In the listing below, find each line containing "SeedableRng" and report it.

## Working data:
╭──

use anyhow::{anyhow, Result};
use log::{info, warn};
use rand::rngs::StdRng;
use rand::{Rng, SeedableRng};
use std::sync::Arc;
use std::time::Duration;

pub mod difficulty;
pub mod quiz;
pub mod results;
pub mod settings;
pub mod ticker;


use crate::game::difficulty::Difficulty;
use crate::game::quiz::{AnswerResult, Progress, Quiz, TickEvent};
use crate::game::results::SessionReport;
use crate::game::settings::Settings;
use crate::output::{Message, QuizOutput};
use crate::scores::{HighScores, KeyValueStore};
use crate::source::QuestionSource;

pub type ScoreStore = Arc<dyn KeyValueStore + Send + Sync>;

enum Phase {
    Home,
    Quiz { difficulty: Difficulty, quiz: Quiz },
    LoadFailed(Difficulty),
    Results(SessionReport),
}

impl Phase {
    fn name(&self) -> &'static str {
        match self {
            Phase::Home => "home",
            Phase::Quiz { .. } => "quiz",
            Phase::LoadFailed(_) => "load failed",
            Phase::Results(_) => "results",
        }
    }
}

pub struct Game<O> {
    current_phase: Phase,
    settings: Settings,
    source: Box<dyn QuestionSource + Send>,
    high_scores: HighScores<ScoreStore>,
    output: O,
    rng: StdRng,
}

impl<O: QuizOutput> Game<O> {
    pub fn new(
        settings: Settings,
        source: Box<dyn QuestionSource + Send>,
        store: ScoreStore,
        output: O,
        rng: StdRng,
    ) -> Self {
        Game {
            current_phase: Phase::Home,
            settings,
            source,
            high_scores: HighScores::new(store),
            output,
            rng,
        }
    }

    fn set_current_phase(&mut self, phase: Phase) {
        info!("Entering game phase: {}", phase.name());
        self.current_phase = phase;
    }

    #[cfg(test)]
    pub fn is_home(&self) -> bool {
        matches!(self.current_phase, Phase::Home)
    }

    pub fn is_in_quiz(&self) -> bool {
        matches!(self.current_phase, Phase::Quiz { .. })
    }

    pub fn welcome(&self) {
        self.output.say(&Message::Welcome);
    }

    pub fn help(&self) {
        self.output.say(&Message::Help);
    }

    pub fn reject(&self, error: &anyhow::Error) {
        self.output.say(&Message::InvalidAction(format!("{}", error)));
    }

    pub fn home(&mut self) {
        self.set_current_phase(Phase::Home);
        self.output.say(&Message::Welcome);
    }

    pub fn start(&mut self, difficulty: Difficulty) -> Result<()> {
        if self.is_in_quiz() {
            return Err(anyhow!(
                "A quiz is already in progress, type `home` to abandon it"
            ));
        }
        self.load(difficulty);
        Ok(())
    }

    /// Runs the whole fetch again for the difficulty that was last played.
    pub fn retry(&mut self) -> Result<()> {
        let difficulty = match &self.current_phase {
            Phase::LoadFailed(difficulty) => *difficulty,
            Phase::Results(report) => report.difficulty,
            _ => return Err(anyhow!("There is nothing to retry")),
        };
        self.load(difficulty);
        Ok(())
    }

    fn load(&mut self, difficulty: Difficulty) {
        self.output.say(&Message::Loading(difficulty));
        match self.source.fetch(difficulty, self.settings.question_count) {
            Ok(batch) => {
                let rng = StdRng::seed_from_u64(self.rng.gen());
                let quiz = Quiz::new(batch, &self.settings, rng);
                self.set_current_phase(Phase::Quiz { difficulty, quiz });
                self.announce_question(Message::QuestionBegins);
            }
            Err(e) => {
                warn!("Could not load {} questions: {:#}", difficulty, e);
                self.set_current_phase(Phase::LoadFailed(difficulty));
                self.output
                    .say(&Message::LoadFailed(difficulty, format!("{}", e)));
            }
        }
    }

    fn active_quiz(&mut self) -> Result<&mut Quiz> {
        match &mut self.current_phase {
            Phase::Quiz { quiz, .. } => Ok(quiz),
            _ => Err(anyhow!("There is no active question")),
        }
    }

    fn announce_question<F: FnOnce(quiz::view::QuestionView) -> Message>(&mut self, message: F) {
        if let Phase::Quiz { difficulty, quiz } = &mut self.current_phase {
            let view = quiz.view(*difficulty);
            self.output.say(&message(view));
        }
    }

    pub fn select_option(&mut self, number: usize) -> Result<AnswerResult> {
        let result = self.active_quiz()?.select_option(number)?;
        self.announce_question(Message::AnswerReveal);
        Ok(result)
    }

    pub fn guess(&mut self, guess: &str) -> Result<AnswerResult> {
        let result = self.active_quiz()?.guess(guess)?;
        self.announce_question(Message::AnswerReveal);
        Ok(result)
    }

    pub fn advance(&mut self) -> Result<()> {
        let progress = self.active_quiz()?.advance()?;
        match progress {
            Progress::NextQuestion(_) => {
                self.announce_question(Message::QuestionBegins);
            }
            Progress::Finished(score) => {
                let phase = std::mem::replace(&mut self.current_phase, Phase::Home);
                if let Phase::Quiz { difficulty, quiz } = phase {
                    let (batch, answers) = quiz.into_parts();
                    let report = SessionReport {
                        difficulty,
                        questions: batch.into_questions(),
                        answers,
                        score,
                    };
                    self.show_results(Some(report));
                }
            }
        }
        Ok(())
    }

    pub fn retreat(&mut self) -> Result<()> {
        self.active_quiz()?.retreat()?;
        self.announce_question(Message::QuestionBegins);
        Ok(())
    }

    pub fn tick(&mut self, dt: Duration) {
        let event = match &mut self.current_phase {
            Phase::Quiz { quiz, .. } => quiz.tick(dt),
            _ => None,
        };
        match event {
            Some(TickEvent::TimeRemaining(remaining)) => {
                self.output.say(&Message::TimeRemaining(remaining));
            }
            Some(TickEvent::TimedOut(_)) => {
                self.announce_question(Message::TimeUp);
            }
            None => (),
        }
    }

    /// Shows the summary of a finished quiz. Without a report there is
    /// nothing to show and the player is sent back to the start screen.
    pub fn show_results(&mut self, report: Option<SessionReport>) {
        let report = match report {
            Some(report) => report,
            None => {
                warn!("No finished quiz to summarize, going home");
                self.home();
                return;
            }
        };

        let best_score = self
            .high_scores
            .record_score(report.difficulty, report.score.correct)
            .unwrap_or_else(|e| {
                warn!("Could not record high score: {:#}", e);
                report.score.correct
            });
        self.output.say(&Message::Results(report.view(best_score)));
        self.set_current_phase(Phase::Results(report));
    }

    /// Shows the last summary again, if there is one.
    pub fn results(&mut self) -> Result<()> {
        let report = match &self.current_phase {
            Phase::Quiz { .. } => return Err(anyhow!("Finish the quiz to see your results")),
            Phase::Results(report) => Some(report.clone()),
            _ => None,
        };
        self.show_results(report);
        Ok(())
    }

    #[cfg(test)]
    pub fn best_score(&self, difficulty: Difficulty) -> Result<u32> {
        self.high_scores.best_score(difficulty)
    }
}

╰──
╭──

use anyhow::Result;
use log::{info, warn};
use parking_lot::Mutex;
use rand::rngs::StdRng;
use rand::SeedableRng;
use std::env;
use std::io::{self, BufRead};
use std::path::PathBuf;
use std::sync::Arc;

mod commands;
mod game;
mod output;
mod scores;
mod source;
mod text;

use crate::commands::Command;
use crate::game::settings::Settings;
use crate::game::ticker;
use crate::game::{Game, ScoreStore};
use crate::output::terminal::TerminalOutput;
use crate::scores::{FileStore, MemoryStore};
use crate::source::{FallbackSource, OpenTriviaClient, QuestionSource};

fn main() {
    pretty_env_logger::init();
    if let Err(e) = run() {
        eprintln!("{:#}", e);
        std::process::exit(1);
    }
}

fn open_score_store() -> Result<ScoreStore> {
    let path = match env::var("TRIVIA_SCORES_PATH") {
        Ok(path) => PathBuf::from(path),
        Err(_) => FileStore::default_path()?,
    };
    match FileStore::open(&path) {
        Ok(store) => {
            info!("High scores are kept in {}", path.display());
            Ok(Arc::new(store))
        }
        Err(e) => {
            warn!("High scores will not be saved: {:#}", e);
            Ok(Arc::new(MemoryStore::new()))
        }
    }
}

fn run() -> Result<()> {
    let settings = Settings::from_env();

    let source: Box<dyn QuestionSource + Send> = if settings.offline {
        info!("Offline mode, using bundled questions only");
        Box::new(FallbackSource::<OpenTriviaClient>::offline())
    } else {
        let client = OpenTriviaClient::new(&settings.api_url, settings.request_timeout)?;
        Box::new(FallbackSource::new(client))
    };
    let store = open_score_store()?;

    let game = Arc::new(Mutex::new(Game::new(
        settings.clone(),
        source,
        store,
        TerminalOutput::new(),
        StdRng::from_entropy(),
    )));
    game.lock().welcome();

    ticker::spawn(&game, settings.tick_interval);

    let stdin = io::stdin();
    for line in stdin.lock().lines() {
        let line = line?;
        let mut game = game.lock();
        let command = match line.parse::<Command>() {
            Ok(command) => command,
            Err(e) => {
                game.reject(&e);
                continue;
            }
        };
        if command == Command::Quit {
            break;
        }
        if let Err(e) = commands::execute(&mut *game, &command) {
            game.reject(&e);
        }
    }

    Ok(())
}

╰──

## Result:
use rand::{Rng, SeedableRng};
use rand::SeedableRng;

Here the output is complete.